The thing is, I don’t know how to tell my boys that I have breast cancer. I’m a single mum and it’s just me and them at home. I have a wonderful small circle that support us but ultimately it’s just the 3 of us. 
I have stage 1, grade 2 ductal cancer. I have a lumpectomy and sentinel node removal booked for the 20th with radiotherapy starting 6 weeks later. 
My eldest son is 16 and currently sitting his GCSE’s. I’m waiting till his last exam on the 17th to tell him and his 14 year old brother. 

I will have my best friend Louise with me in the day to help support both myself and the boys as they are very close. 

Does anyone have any advice to help?  

  • Hi Bink,

    I told mine once I had my treatment plan. That way I was able to reassure them. I had a plan to follow which would make me well again.

    I had chemo and my hair fell out. I let the 5 year old cut some of it before getting it shaved. I think because I was positive about moving forward. It helped them to feel positive. Kids are very resilient and adapt if they know what's ahead if them.

    Good luck with your treatment and recovery 

  • It's such a heavy cloud weighing over your head until you tell them. Kids tend to be a lot more black and white, I waited until I knew exactly what I was dealing with which you now do.  I would sit them down separately if you can, the oldest first although if they're very close you might decide together is better.

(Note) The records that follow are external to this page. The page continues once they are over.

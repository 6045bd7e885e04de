//! In-memory store for tests and local demos

use super::{async_trait, StoreError, TimeSeriesStore};
use crate::models::MetricPoint;
use std::collections::{HashMap, HashSet};
use std::sync::atomic::{AtomicUsize, Ordering};
use tokio::sync::RwLock;

/// Deterministic store backed by a map, able to simulate outages per metric
#[derive(Default)]
pub struct InMemoryStore {
    series: RwLock<HashMap<String, Vec<MetricPoint>>>,
    unreachable: RwLock<HashSet<String>>,
    queries: AtomicUsize,
}

impl InMemoryStore {
    pub fn new() -> Self {
        Self::default()
    }

    /// Replace the history held for `metric`
    pub async fn insert(&self, metric: &str, points: Vec<MetricPoint>) {
        self.series.write().await.insert(metric.to_string(), points);
    }

    /// Make every query for `metric` fail as if the store were down
    pub async fn set_unreachable(&self, metric: &str) {
        self.unreachable.write().await.insert(metric.to_string());
    }

    /// Number of queries served or refused so far
    pub fn query_count(&self) -> usize {
        self.queries.load(Ordering::Relaxed)
    }
}

#[async_trait]
impl TimeSeriesStore for InMemoryStore {
    async fn query(
        &self,
        metric: &str,
        start: i64,
        end: i64,
    ) -> Result<Vec<MetricPoint>, StoreError> {
        self.queries.fetch_add(1, Ordering::Relaxed);

        if self.unreachable.read().await.contains(metric) {
            return Err(StoreError::Unreachable(format!(
                "simulated outage for {}",
                metric
            )));
        }

        let series = self.series.read().await;
        let points = series
            .get(metric)
            .map(|points| {
                points
                    .iter()
                    .filter(|p| p.timestamp >= start && p.timestamp < end)
                    .copied()
                    .collect()
            })
            .unwrap_or_default();
        Ok(points)
    }

    fn name(&self) -> &str {
        "memory"
    }
}
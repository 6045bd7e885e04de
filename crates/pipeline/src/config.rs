//! Pipeline configuration loading

use anyhow::Result;
use forecast_lib::{PipelineConfig, PipelineError};
use std::path::Path;

/// Prefix of environment overrides, e.g. `FORECAST__HORIZON_STEPS=24`
const ENV_PREFIX: &str = "FORECAST";

/// Layer an optional file under `FORECAST__*` environment variables.
///
/// Without an explicit path, `forecast.{toml,yaml,json}` in the working
/// directory is used when present.
pub fn load(path: Option<&Path>) -> Result<PipelineConfig> {
    let file = match path {
        Some(path) => config::File::from(path).required(true),
        None => config::File::with_name("forecast").required(false),
    };

    let config = config::Config::builder()
        .add_source(file)
        .add_source(
            config::Environment::with_prefix(ENV_PREFIX)
                .separator("__")
                .try_parsing(true)
                .list_separator(",")
                .with_list_parse_key("metrics"),
        )
        .build()
        .map_err(|e| PipelineError::Config(e.to_string()))?;

    let config: PipelineConfig = config
        .try_deserialize()
        .map_err(|e| PipelineError::Config(e.to_string()))?;
    Ok(config)
}
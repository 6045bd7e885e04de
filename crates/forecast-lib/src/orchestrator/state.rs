//! Per-metric stage machine

use chrono::Utc;
use serde::{Deserialize, Serialize};
use std::fmt;
use thiserror::Error;

/// Position of one metric's pipeline
#[derive(Debug, Clone, Copy, PartialEq, Eq, Hash, Serialize, Deserialize)]
#[serde(rename_all = "snake_case")]
pub enum Stage {
    Pending,
    Ingesting,
    Preprocessing,
    Training,
    Forecasting,
    Done,
    Failed,
}

impl Stage {
    pub fn as_str(&self) -> &'static str {
        match self {
            Stage::Pending => "pending",
            Stage::Ingesting => "ingesting",
            Stage::Preprocessing => "preprocessing",
            Stage::Training => "training",
            Stage::Forecasting => "forecasting",
            Stage::Done => "done",
            Stage::Failed => "failed",
        }
    }

    pub fn is_terminal(&self) -> bool {
        matches!(self, Stage::Done | Stage::Failed)
    }

    fn is_working(&self) -> bool {
        matches!(
            self,
            Stage::Ingesting | Stage::Preprocessing | Stage::Training | Stage::Forecasting
        )
    }

    /// Legal moves: a command may enter at any working stage, stages only
    /// move forward one step at a time, and every non-terminal stage may
    /// finish (`Done` only from a working stage) or fail.
    pub fn can_transition_to(&self, next: Stage) -> bool {
        match (self, next) {
            (from, _) if from.is_terminal() => false,
            (_, Stage::Failed) => true,
            (Stage::Pending, to) => to.is_working(),
            (from, Stage::Done) => from.is_working(),
            (Stage::Ingesting, Stage::Preprocessing)
            | (Stage::Preprocessing, Stage::Training)
            | (Stage::Training, Stage::Forecasting) => true,
            _ => false,
        }
    }
}

impl fmt::Display for Stage {
    fn fmt(&self, f: &mut fmt::Formatter<'_>) -> fmt::Result {
        f.write_str(self.as_str())
    }
}

/// Timestamped entry in a machine's history (unix millis)
#[derive(Debug, Clone, Copy, PartialEq, Eq, Serialize, Deserialize)]
pub struct StageTransition {
    pub stage: Stage,
    pub at: i64,
}

#[derive(Debug, Clone, Copy, PartialEq, Eq, Error)]
#[error("illegal stage transition {from} -> {to}")]
pub struct IllegalTransition {
    pub from: Stage,
    pub to: Stage,
}

/// State of one metric's pipeline for one invocation
#[derive(Debug, Clone)]
pub struct StageMachine {
    current: Stage,
    history: Vec<StageTransition>,
}

impl Default for StageMachine {
    fn default() -> Self {
        Self::new()
    }
}

impl StageMachine {
    pub fn new() -> Self {
        Self {
            current: Stage::Pending,
            history: vec![StageTransition {
                stage: Stage::Pending,
                at: Utc::now().timestamp_millis(),
            }],
        }
    }

    pub fn current(&self) -> Stage {
        self.current
    }

    /// Last working stage entered, if any
    pub fn last_working(&self) -> Option<Stage> {
        self.history
            .iter()
            .rev()
            .map(|t| t.stage)
            .find(|s| s.is_working())
    }

    pub fn advance(&mut self, next: Stage) -> Result<(), IllegalTransition> {
        if !self.current.can_transition_to(next) {
            return Err(IllegalTransition {
                from: self.current,
                to: next,
            });
        }
        self.current = next;
        self.history.push(StageTransition {
            stage: next,
            at: Utc::now().timestamp_millis(),
        });
        Ok(())
    }

    /// Move to `Failed` from wherever the machine is, unless already terminal
    pub fn fail(&mut self) -> Option<Stage> {
        let failed_stage = self.last_working();
        if self.advance(Stage::Failed).is_err() {
            return None;
        }
        failed_stage
    }

    pub fn into_history(self) -> Vec<StageTransition> {
        self.history
    }
}

#[cfg(test)]
mod tests {
    use super::*;

    #[test]
    fn test_full_sequence() {
        let mut machine = StageMachine::new();
        for stage in [
            Stage::Ingesting,
            Stage::Preprocessing,
            Stage::Training,
            Stage::Forecasting,
            Stage::Done,
        ] {
            machine.advance(stage).unwrap();
        }
        assert_eq!(machine.current(), Stage::Done);
        let history = machine.into_history();
        assert_eq!(history.len(), 6);
        assert!(history.windows(2).all(|w| w[0].at <= w[1].at));
    }

    #[test]
    fn test_stages_cannot_be_skipped_or_repeated() {
        let mut machine = StageMachine::new();
        machine.advance(Stage::Ingesting).unwrap();
        assert!(machine.advance(Stage::Training).is_err());
        assert!(machine.advance(Stage::Ingesting).is_err());
        assert!(!Stage::Pending.can_transition_to(Stage::Done));
    }

    #[test]
    fn test_failed_is_reachable_from_any_working_stage() {
        for stage in [
            Stage::Ingesting,
            Stage::Preprocessing,
            Stage::Training,
            Stage::Forecasting,
        ] {
            let mut machine = StageMachine::new();
            machine.advance(stage).unwrap();
            assert_eq!(machine.fail(), Some(stage));
            assert_eq!(machine.current(), Stage::Failed);
        }
    }

    #[test]
    fn test_terminal_states_are_final() {
        let mut machine = StageMachine::new();
        machine.advance(Stage::Forecasting).unwrap();
        machine.advance(Stage::Done).unwrap();
        assert!(machine.advance(Stage::Failed).is_err());
        assert_eq!(machine.fail(), None);
        assert_eq!(machine.current(), Stage::Done);
    }
}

Explain that whilst cancer can be a very scary word there are lots of different types and lots and lots of people are diagnosed with cancer and are absolutely fine after treatment.  I would point out that it has been caught very early and therefore there's no reason to be scared as the doctors have sorted out a treatment plan so that you can beat the cancer.  I would explain the treatment to them and tell them that you really need their help (i think boys like to step up), tell them that you won't be able to do much for a couple of weeks after surgery and that the radiotherapy will make you very tired so you will need their help and support for a number of weeks.  Reassure them that as a family you can fight this and you will come out stronger.  I was really worried when I told mine as they lost their grandfather to cancer but they coped much better than I could have imagined. Best wishes xx

  • Hi Bink,

    I'm sorry you are in this position it's horrible for everyone. I was diagnosed last April and my children were 14, 17 and 8. I have to admit I really played it down, my husband thinks too much as he felt the children didn't pull their weight!! But i was desperate not to affect them and life be pretty much the same. I told them a lump had been found it had some cancerous cells in so they are removing it (explained surgery would be a day but recovery would be a few weeks) and then I would be having chemo/radio for an extra precaution to make sure all the cancerous cells had gone.I didn't lose my hair, I cold capped and I think that made a difference to them as i never looked any different and don't get me wrong I had horrible side effects from chemo but I was in bed when they were at school and then would always be up and around when they got home from school!! To be fair they didn't really ask many questions, my 14 year old did ask if it was something you could die of and i just said about it being caught early and so many great treatments now......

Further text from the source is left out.